------ GIVEN DATA
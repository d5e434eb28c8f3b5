use async_trait::async_trait;
use chrono::Utc;
use tracing::info;
use url::Url;

use super::{SupabaseClient, check, error_message};
use crate::{BlobStore, StoreError, object_name};

impl SupabaseClient {
    /// `<base>/storage/v1/object[/public]/<bucket>/<owner>/<object>`, with
    /// each segment percent-encoded.
    fn object_url(&self, public: bool, owner: &str, object: &str) -> Result<Url, StoreError> {
        let mut url = Url::parse(&self.base_url)?;
        {
            let mut segments = url
                .path_segments_mut()
                .map_err(|_| StoreError::Other(format!("{} cannot be a base URL", self.base_url)))?;
            segments.pop_if_empty().extend(["storage", "v1", "object"]);
            if public {
                segments.push("public");
            }
            segments.extend([self.bucket.as_str(), owner, object]);
        }
        Ok(url)
    }
}

#[async_trait]
impl BlobStore for SupabaseClient {
    async fn upload(
        &self,
        file_name: &str,
        bytes: Vec<u8>,
        content_type: &str,
    ) -> Result<String, StoreError> {
        let session = self.require_session("upload evidence")?;
        // Objects live under the uploader's id so bucket policies can scope them.
        let object = object_name(file_name, Utc::now().timestamp_millis());
        let upload_url = self.object_url(false, &session.user.id, &object)?;

        info!(url = %upload_url, size = bytes.len(), "uploading evidence");
        let resp = self
            .request(reqwest::Method::POST, upload_url.as_str())
            .header(reqwest::header::CONTENT_TYPE, content_type)
            .header("x-upsert", "false")
            .body(bytes)
            .send()
            .await?;
        check(resp).await.map_err(|e| match e {
            StoreError::Server { body, .. } => StoreError::Other(error_message(&body)),
            other => other,
        })?;

        let public = self.object_url(true, &session.user.id, &object)?;
        Ok(public.to_string())
    }
}

#[cfg(test)]
mod tests {
    use super::*;
    use crate::SupabaseConfig;

    #[test]
    fn object_urls_are_namespaced_and_encoded() {
        let client = SupabaseClient::new(SupabaseConfig::new("https://abc.supabase.co/", "anon"));
        let upload = client.object_url(false, "user-1", "17-cam #1.jpg").unwrap();
        assert_eq!(
            upload.as_str(),
            "https://abc.supabase.co/storage/v1/object/violations/user-1/17-cam%20%231.jpg"
        );
        let public = client.object_url(true, "user-1", "17-a.jpg").unwrap();
        assert_eq!(
            public.as_str(),
            "https://abc.supabase.co/storage/v1/object/public/violations/user-1/17-a.jpg"
        );
    }
}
------------
*WHAT YOU SHOULD DO:*
The entries above must be retyped exactly, down to the last character.

*OUTPUT FOR THIS EXERCISE:*
repository d5e434eb28c8f3b5
use async_trait::async_trait;
use chrono::Utc;
use tracing::info;
use url::Url;

use super::{SupabaseClient, check, error_message};
use crate::{BlobStore, StoreError, object_name};

impl SupabaseClient {
    /// `<base>/storage/v1/object[/public]/<bucket>/<owner>/<object>`, with
    /// each segment percent-encoded.
    fn object_url(&self, public: bool, owner: &str, object: &str) -> Result<Url, StoreError> {
        let mut url = Url::parse(&self.base_url)?;
        {
            let mut segments = url
                .path_segments_mut()
                .map_err(|_| StoreError::Other(format!("{} cannot be a base URL", self.base_url)))?;
            segments.pop_if_empty().extend(["storage", "v1", "object"]);
            if public {
                segments.push("public");
            }
            segments.extend([self.bucket.as_str(), owner, object]);
        }
        Ok(url)
    }
}

#[async_trait]
impl BlobStore for SupabaseClient {
    async fn upload(
        &self,
        file_name: &str,
        bytes: Vec<u8>,
        content_type: &str,
    ) -> Result<String, StoreError> {
        let session = self.require_session("upload evidence")?;
        // Objects live under the uploader's id so bucket policies can scope them.
        let object = object_name(file_name, Utc::now().timestamp_millis());
        let upload_url = self.object_url(false, &session.user.id, &object)?;

        info!(url = %upload_url, size = bytes.len(), "uploading evidence");
        let resp = self
            .request(reqwest::Method::POST, upload_url.as_str())
            .header(reqwest::header::CONTENT_TYPE, content_type)
            .header("x-upsert", "false")
            .body(bytes)
            .send()
            .await?;
        check(resp).await.map_err(|e| match e {
            StoreError::Server { body, .. } => StoreError::Other(error_message(&body)),
            other => other,
        })?;

        let public = self.object_url(true, &session.user.id, &object)?;
        Ok(public.to_string())
    }
}

#[cfg(test)]
mod tests {
    use super::*;
    use crate::SupabaseConfig;

    #[test]
    fn object_urls_are_namespaced_and_encoded() {
        let client = SupabaseClient::new(SupabaseConfig::new("https://abc.supabase.co/", "anon"));
        let upload = client.object_url(false, "user-1", "17-cam #1.jpg").unwrap();
        assert_eq!(
            upload.as_str(),
            "https://abc.supabase.co/storage/v1/object/violations/user-1/17-cam%20%231.jpg"
        );
        let public = client.object_url(true, "user-1", "17-a.jpg").unwrap();
        assert_eq!(
            public.as_str(),
            "https://abc.supabase.co/storage/v1/object/public/violations/user-1/17-a.jpg"
        );
    }
}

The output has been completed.